Опять затишье на фронтах. Церкачи чего-то ждут. Лирины подопечные мастерят паровик №2. Сама Лира мотается между тремя замками, привозит мне пачками на подпись патенты на грамотность. Сэм продал партию велосипедов (20 штук) купцу из Литмунда. Тит носит красную феску с кисточкой. Анну по-прежнему мучают угрызения совести. Учит детей, подолгу сидит за компьютером, а по вечерам тайком учится играть на гитаре. Лира говорит, что это мечта ее голодного детства. Ей видней, у них с Анной каждый вечер посиделки. Полно женских секретов и тайн. Вчера, например, тайком летали подкармливать мобильный корпус. Отвезли два мешка соли и десять мешков сахара. Когда я спросил, почему так мало, покраснели, засмеялись и убежали.
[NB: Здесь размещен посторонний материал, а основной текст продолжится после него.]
#![deny(clippy::pedantic, unsafe_code)]
#![allow(clippy::module_name_repetitions)]

//! Event system for kiln
//!
//! Library crates never print or log directly. Everything they want to say
//! goes out as an [`AppEvent`] wrapped in [`EventMeta`] over an unbounded
//! channel; the CLI decides how to render and log it.

pub mod meta;
pub use meta::{EventLevel, EventMeta, EventSource};

pub mod events;
pub use events::{AppEvent, BuildEvent, FailureContext, GeneralEvent};

use tokio::sync::mpsc::{UnboundedReceiver, UnboundedSender};

/// An event together with its metadata
#[derive(Debug, Clone, serde::Serialize, serde::Deserialize)]
pub struct EventMessage {
    pub meta: EventMeta,
    pub event: AppEvent,
}

impl EventMessage {
    #[must_use]
    pub fn new(meta: EventMeta, event: AppEvent) -> Self {
        Self { meta, event }
    }

    /// Wrap an event with metadata derived from the event itself
    #[must_use]
    pub fn from_event(event: AppEvent) -> Self {
        let mut meta = EventMeta::new(event.log_level(), event.event_source());
        if let Some(session) = event.session_id() {
            meta = meta.with_correlation_id(session);
        }
        Self { meta, event }
    }
}

pub type EventSender = UnboundedSender<EventMessage>;

pub type EventReceiver = UnboundedReceiver<EventMessage>;

/// Create a new event channel
#[must_use]
pub fn channel() -> (EventSender, EventReceiver) {
    tokio::sync::mpsc::unbounded_channel()
}

/// The unified trait for emitting events
///
/// Implemented by the raw `EventSender` and by any struct that carries one.
pub trait EventEmitter {
    /// Get the event sender for this emitter
    fn event_sender(&self) -> Option<&EventSender>;

    /// Emit an event with explicit metadata
    fn emit_with_meta(&self, meta: EventMeta, event: AppEvent) {
        if let Some(sender) = self.event_sender() {
            // A dropped receiver means nobody is listening; keep building
            let _ = sender.send(EventMessage::new(meta, event));
        }
    }

    /// Emit an event
    fn emit(&self, event: AppEvent) {
        let EventMessage { meta, event } = EventMessage::from_event(event);
        self.emit_with_meta(meta, event);
    }

    fn emit_debug(&self, message: impl Into<String>) {
        self.emit(AppEvent::General(GeneralEvent::debug(message)));
    }

    fn emit_debug_with_context(
        &self,
        message: impl Into<String>,
        context: std::collections::HashMap<String, String>,
    ) {
        self.emit(AppEvent::General(GeneralEvent::debug_with_context(
            message, context,
        )));
    }

    fn emit_warning(&self, message: impl Into<String>) {
        self.emit(AppEvent::General(GeneralEvent::warning(message)));
    }

    fn emit_error(&self, message: impl Into<String>) {
        self.emit(AppEvent::General(GeneralEvent::error(message)));
    }

    fn emit_operation_started(&self, operation: impl Into<String>) {
        self.emit(AppEvent::General(GeneralEvent::OperationStarted {
            operation: operation.into(),
        }));
    }

    fn emit_operation_completed(&self, operation: impl Into<String>, success: bool) {
        self.emit(AppEvent::General(GeneralEvent::OperationCompleted {
            operation: operation.into(),
            success,
        }));
    }

    fn emit_operation_failed(&self, operation: impl Into<String>, error: impl Into<String>) {
        self.emit(AppEvent::General(GeneralEvent::OperationFailed {
            operation: operation.into(),
            error: error.into(),
        }));
    }
}

impl EventEmitter for EventSender {
    fn event_sender(&self) -> Option<&EventSender> {
        Some(self)
    }
}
А я хочу летать. Страшно хочу, безумно. Не помогает ни бег, ни плавание, ни вертолет. Летаю во сне каждую ночь. Просыпаюсь, поднимаюсь на вершину скалы, сажусь между ветряков и вою на Луну. Как сейчас. Заработал подъемник, кто-то едет сюда. Повыть не дадут дракону-одиночке.
– Коша, ты здесь?
– Здесь. Что-нибудь случилось?
– Не знаю. Тебе плохо?…
То ли утверждение, то ли вопрос.
– Я хочу летать.
– Мы с Анной подумали, что-то случилось. – Садится рядом, прижимается к теплому боку. Накрываю ее крылом.
– Видели, как я наверх поднимался?
– Нет, почувствовали, и все.
– Как это?
– Ну, я же тебе говорила, когда тебе плохо, или ты голодный, я чувствую. И Анна тоже. И мама Сэма, только она тебя боится.
– Я тогда не понял. Тит мне ничего такого не говорил.
– Он тоже чувствует, только совсем слабо. Я спрашивала. Думаешь, Анна почему осталась? Когда она хотела уехать, тебе так тоскливо стало. Я отвела ее в Замок, в твою комнату, показала картину, которую ты с нее нарисовал и объяснила, что тоскливо было, потому что она тебя почувствовала. Я сказала, что ты в нее влюбился с первого взгляда.
– Глупенькая, ты же ничего не поняла. Не в нее, а в драконочку.
– Вот-вот, и она так сказала. Так что не красней, а то мне жарко. И знай, что она для тебя все сделает. Она говорит, что драконочка и она – это одно и то же. Ну, я пошла, а то проболтаюсь еще, а она просила пока ничего не говорить.